Когда у неё бывали отпуска, обычно приезжала гостить к нам. Если у нас не хватало денег на то, чтоб я поехал в Ленинград, добавляла на дорогу в одну сторону, чтоб я всё-таки смог приехать и пожить у неё. Она, видимо, как-то удовлетворяла свои неосуществлённые материнские чувства в отношении к своей племяннице и племянникам, последние годы в особенности ко мне. Может, потому, что она была ближе с матерью, чем с другими сёстрами, а может, потому, что я был самый младший из всех её племянников и дольше всех оставался для неё ребёнком.
В тридцать четвёртом году я её не встречал, последний раз видел в тридцать третьем, когда приезжал в Ленинград, жил у неё и именно там, у неё в комнате, сочинил первые, казавшиеся мне серьёзными, стихи – сонеты о Ленинграде, написанные под влиянием книжки сонетов Жозе Мария де Эредиа, вышедшей у нас в переводах Глушкова-Олерона и почему-то произведшей на меня сильное впечатление.
И вот зимой тридцать пятого года мы узнали из писем, полученных уже не из Ленинграда, а из Оренбурга, что все – за одним исключением – наши родные, жившие в Ленинграде, высланы в Оренбургскую область или край – не помню, как тогда это называлось. Выслали и тайную монашку, не любившую советскую власть, тётю Долли; выслали любившую советскую власть начиная с семнадцатого года, преданно помогавшую ей на своей скромной библиотечной работе тётю Соню; выслали и крутую и властную, бестрепетно и преданно работавшую с дефективными детьми тётю Люлю; выслали молодую советскую учительницу, мою двоюродную сестру Марусю; начинающего одарённого архитектора Андрея. Оставили в Ленинграде только старшего сына Людмилы Леонидовны – Леонида Максимилиановича.
Константин Симонов
Константин Симонов, Алексей Симонов. Софья Леонидовна. Оренбургский след. – Оренбургское книжное издательство им. Г.П. Донковцева, 2024. – 240 с. – 2000 экз.

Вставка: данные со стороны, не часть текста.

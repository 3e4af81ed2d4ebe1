//! `store` is a replicated key-value store engine: an embedded,
//! strongly-consistent, per-partition persistent dictionary. Arbitrary
//! `(type, key) -> value` rows are inserted, updated, deleted and enumerated
//! under transactions, and every committed write is replicated to a quorum
//! of secondary replicas before it is acknowledged. A primary survives
//! failover without divergence, and a fresh or lagging secondary is rebuilt
//! from a live primary through the copy protocol.
//!
//! ## Getting started
//!
//! ```no_run
//! use std::path::Path;
//! use std::sync::Arc;
//!
//! use store::config::StoreSettings;
//! use store::error::CResult;
//! use store::notify::{NotificationManager, NotificationMode};
//! use store::replica::{ReplicaRole, ReplicatedStore};
//! use store::replicator::loopback::LoopbackReplicator;
//! use store::storage::log_store::LogStore;
//!
//! #[tokio::main]
//! async fn main() -> CResult<()> {
//!     let replicator = Arc::new(LoopbackReplicator::new(1, 0));
//!     let replica = ReplicatedStore::open(
//!         StoreSettings::default(),
//!         "/var/data/partition-0".into(),
//!         1,
//!         Arc::new(|dir: &Path| {
//!             Ok(Box::new(LogStore::open(dir)?) as Box<dyn store::storage::engine::Engine>)
//!         }),
//!         replicator,
//!         NotificationManager::new(NotificationMode::None, None),
//!     )
//!     .await?;
//!
//!     replica.change_role(ReplicaRole::Primary).await?;
//!
//!     let mut tx = replica.create_transaction()?;
//!     tx.insert("accounts", "alice", b"{\"balance\": 10}")?;
//!     let lsn = tx.commit().await?;
//!     println!("committed at lsn {}", lsn);
//!
//!     replica.close().await?;
//!     Ok(())
//! }
//! ```

pub mod codec;
pub mod config;
pub mod copy;
pub mod error;
pub mod file_stream;
pub mod health;
pub mod local;
pub mod notify;
pub mod progress;
pub mod pump;
pub mod replica;
pub mod replication;
pub mod replicator;
pub mod state;
pub mod storage;
pub mod throttle;
pub mod tombstone;
pub mod txn;
pub mod wire;

pub use error::{CResult, Error};
pub use local::Lsn;
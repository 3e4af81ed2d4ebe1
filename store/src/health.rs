//! Replica health reporting.
//!
//! Reports are best-effort traces. Slow commits feed a circular buffer of
//! timestamps; when the whole window lands inside the configured threshold a
//! stateful warning is emitted, refreshed at half the threshold period.

use std::collections::VecDeque;
use std::sync::atomic::{AtomicBool, AtomicU64, Ordering};
use std::sync::Mutex;
use std::time::{Duration, Instant};

pub struct HealthTracker {
    threshold: Duration,
    window_size: usize,
    slow_commits: Mutex<VecDeque<Instant>>,
    last_warning: Mutex<Option<Instant>>,
    slow_commit_count: AtomicU64,
    path_too_long_reported: AtomicBool,
    fatal_error_reported: AtomicBool,
}

impl HealthTracker {
    pub fn new(threshold: Duration, window_size: usize) -> Self {
        HealthTracker {
            threshold,
            window_size: window_size.max(1),
            slow_commits: Mutex::new(VecDeque::with_capacity(window_size.max(1))),
            last_warning: Mutex::new(None),
            slow_commit_count: AtomicU64::new(0),
            path_too_long_reported: AtomicBool::new(false),
            fatal_error_reported: AtomicBool::new(false),
        }
    }

    pub fn slow_commit_count(&self) -> u64 {
        self.slow_commit_count.load(Ordering::SeqCst)
    }

    /// Records a slow local commit. Returns true when a stateful warning was
    /// emitted.
    pub fn on_slow_commit(&self) -> bool {
        self.on_slow_commit_at(Instant::now())
    }

    fn on_slow_commit_at(&self, now: Instant) -> bool {
        self.slow_commit_count.fetch_add(1, Ordering::SeqCst);

        let mut window = lock(&self.slow_commits);
        window.push_back(now);
        if window.len() > self.window_size {
            window.pop_front();
        }
        if window.len() < self.window_size {
            return false;
        }

        let oldest = *window.front().expect("non-empty window");
        if now.duration_since(oldest) > self.threshold {
            return false;
        }
        drop(window);

        let mut last = lock(&self.last_warning);
        if let Some(at) = *last {
            if now.duration_since(at) < self.threshold / 2 {
                return false;
            }
        }
        *last = Some(now);

        log::warn!(
            "health: {} slow commits within {:?}",
            self.window_size,
            self.threshold
        );
        true
    }

    pub fn report_path_too_long(&self, path: &str) {
        if !self.path_too_long_reported.swap(true, Ordering::SeqCst) {
            log::warn!("health: store path too long: {}", path);
        }
    }

    pub fn report_fatal_error(&self, detail: &str) {
        if !self.fatal_error_reported.swap(true, Ordering::SeqCst) {
            log::warn!("health: fatal store error: {}", detail);
        }
    }
}

fn lock<T>(mutex: &Mutex<T>) -> std::sync::MutexGuard<'_, T> {
    match mutex.lock() {
        Ok(guard) => guard,
        Err(poisoned) => poisoned.into_inner(),
    }
}

#[cfg(test)]
mod test {
    use super::*;

    #[test]
    fn warning_requires_a_full_fast_window() {
        let tracker = HealthTracker::new(Duration::from_secs(60), 3);
        let base = Instant::now();

        assert!(!tracker.on_slow_commit_at(base));
        assert!(!tracker.on_slow_commit_at(base + Duration::from_secs(1)));
        // Third slow commit fills the window inside the threshold.
        assert!(tracker.on_slow_commit_at(base + Duration::from_secs(2)));
        assert_eq!(tracker.slow_commit_count(), 3);
    }

    #[test]
    fn warning_is_rate_limited_to_half_threshold() {
        let tracker = HealthTracker::new(Duration::from_secs(60), 2);
        let base = Instant::now();

        assert!(!tracker.on_slow_commit_at(base));
        assert!(tracker.on_slow_commit_at(base + Duration::from_secs(1)));
        // Within threshold/2 of the last warning: suppressed.
        assert!(!tracker.on_slow_commit_at(base + Duration::from_secs(2)));
        // Past threshold/2: emitted again.
        assert!(tracker.on_slow_commit_at(base + Duration::from_secs(40)));
    }

    #[test]
    fn one_shot_reports_fire_once() {
        let tracker = HealthTracker::new(Duration::from_secs(1), 2);
        tracker.report_path_too_long("/very/long");
        tracker.report_path_too_long("/very/long");
        tracker.report_fatal_error("corrupt");
        tracker.report_fatal_error("corrupt");
    }
}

Задача этих заметок – осмыслить три сюжета: биографический, литературный и промежуточный. Сюжеты о том, как биографические конкретности превращались в творчестве Константина Симонова в художественную ткань его литературных произведений. Ну и, конечно, необходимо пояснить читателю, почему именно я взялся за это запоздалое литературоведение и почему оно выходит в свет в Оренбурге, тем более что это совсем не случайно и имеет под собой серьёзное основание. Книжку эту можно ещё назвать путешествием сына по страницам литературного наследия отца – поэта, прозаика, драматурга и мемуариста К.М. Симонова, Героя Социалистического Труда, кавалера многих высших орденов и медалей, лауреата Ленинской и шести Сталинских премий.